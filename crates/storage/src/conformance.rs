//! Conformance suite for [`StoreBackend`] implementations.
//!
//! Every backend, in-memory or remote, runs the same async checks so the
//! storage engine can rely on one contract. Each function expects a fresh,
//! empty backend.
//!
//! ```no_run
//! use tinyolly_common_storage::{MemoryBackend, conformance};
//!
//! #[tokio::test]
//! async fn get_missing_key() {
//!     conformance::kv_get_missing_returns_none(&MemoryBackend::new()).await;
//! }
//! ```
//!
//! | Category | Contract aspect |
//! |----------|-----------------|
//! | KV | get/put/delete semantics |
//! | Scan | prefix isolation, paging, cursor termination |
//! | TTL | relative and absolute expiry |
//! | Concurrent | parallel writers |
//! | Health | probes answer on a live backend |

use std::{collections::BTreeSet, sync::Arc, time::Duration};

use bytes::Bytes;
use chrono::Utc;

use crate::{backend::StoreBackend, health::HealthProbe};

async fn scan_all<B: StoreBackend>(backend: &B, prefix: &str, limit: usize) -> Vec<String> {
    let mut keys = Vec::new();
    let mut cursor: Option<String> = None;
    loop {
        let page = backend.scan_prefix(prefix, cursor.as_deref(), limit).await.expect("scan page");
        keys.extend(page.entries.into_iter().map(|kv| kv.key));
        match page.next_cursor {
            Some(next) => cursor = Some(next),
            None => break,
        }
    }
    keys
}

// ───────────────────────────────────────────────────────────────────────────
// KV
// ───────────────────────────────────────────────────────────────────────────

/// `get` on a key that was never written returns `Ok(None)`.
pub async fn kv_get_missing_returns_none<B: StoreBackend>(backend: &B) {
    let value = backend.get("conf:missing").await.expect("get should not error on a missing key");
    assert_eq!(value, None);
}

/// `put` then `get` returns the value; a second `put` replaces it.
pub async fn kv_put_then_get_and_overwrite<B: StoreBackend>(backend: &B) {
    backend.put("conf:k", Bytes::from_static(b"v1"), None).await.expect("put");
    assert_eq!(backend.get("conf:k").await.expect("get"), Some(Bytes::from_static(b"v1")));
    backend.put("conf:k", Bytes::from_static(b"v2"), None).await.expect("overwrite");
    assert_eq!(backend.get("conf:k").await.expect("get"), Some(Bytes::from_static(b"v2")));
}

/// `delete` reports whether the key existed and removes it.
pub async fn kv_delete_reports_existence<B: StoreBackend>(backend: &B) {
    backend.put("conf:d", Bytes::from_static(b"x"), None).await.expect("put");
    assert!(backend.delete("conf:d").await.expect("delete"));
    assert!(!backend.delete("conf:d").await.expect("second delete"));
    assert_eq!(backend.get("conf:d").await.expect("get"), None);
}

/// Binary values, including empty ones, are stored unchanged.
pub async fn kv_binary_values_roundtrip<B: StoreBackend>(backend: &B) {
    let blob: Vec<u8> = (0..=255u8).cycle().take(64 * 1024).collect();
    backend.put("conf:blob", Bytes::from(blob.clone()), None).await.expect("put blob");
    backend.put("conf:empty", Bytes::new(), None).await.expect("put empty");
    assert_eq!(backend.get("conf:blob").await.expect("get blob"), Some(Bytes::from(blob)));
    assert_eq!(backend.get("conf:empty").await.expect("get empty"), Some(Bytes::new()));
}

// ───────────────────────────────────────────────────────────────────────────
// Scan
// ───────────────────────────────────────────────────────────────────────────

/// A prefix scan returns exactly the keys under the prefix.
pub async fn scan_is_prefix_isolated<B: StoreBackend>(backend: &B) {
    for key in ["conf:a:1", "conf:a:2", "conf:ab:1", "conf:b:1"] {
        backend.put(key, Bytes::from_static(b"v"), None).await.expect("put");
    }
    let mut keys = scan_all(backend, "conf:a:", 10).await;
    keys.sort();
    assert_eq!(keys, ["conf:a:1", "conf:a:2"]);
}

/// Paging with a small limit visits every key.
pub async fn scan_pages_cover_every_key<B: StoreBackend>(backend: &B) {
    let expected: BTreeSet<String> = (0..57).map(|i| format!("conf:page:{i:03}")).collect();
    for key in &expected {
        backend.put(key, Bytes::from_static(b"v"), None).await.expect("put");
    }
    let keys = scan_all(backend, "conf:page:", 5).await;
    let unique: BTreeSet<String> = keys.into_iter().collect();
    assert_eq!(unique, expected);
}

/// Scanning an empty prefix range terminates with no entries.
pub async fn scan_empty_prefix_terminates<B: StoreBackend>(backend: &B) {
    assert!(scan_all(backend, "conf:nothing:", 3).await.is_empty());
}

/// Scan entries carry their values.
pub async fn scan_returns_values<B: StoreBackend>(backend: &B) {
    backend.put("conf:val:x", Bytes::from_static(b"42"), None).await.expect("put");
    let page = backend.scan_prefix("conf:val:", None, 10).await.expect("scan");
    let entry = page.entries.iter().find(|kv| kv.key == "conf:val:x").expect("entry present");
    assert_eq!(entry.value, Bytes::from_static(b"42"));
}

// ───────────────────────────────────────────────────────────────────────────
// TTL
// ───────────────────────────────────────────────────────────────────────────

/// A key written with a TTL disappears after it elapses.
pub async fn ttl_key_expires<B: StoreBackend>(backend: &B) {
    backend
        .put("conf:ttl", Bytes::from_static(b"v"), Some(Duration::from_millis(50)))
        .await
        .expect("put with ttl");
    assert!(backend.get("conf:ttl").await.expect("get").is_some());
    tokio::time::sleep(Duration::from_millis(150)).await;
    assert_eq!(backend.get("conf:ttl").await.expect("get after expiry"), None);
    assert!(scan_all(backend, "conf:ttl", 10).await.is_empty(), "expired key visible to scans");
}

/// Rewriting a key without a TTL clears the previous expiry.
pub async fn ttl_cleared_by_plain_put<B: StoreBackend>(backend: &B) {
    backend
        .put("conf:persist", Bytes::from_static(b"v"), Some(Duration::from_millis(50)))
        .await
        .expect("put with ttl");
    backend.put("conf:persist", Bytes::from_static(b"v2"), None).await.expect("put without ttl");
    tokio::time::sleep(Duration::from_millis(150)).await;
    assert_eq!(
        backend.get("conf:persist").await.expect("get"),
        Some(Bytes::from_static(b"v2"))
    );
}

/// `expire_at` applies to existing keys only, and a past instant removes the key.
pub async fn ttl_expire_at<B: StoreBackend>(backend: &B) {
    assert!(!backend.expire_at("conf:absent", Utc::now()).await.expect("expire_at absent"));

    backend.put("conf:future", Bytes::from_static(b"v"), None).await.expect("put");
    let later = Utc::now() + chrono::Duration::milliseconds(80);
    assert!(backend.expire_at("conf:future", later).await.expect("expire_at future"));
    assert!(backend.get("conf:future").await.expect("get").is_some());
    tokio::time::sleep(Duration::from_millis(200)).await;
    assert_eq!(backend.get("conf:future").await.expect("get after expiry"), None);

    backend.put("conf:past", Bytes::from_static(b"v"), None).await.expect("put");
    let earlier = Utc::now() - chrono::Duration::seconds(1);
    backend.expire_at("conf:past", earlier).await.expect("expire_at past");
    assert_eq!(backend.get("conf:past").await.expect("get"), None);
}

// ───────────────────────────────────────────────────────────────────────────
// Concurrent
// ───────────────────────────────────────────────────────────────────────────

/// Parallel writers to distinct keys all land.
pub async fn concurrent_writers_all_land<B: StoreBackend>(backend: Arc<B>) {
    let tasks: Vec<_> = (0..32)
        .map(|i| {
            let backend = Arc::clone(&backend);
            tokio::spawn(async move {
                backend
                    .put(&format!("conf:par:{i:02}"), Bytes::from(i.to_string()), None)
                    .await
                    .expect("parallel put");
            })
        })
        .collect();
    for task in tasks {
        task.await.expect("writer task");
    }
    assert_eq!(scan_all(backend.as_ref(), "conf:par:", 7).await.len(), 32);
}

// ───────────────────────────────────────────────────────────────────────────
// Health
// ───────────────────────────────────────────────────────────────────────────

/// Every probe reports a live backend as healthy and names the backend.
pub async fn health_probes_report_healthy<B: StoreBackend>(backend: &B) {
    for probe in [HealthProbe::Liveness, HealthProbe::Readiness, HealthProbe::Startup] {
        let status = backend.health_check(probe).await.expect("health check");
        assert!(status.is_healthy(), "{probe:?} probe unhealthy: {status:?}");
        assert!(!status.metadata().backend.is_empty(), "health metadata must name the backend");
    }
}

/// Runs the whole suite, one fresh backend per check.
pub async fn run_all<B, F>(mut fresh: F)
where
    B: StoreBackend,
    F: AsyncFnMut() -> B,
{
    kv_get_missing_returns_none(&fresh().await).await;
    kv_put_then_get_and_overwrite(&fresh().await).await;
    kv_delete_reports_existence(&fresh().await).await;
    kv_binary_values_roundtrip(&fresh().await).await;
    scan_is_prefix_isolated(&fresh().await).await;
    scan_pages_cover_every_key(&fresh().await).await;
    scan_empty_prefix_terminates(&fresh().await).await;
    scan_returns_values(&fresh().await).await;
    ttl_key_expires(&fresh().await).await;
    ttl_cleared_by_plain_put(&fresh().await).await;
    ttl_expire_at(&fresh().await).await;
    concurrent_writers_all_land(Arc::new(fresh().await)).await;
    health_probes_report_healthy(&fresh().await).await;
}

* **The task**
Repeat the records above line by line, from the first line through the line that contains "use chrono::Utc;".

* **The completed task**
filename crates/storage/src/conformance.rs
//! Conformance suite for [`StoreBackend`] implementations.
//!
//! Every backend, in-memory or remote, runs the same async checks so the
//! storage engine can rely on one contract. Each function expects a fresh,
//! empty backend.
//!
//! ```no_run
//! use tinyolly_common_storage::{MemoryBackend, conformance};
//!
//! #[tokio::test]
//! async fn get_missing_key() {
//!     conformance::kv_get_missing_returns_none(&MemoryBackend::new()).await;
//! }
//! ```
//!
//! | Category | Contract aspect |
//! |----------|-----------------|
//! | KV | get/put/delete semantics |
//! | Scan | prefix isolation, paging, cursor termination |
//! | TTL | relative and absolute expiry |
//! | Concurrent | parallel writers |
//! | Health | probes answer on a live backend |

use std::{collections::BTreeSet, sync::Arc, time::Duration};

use bytes::Bytes;
use chrono::Utc;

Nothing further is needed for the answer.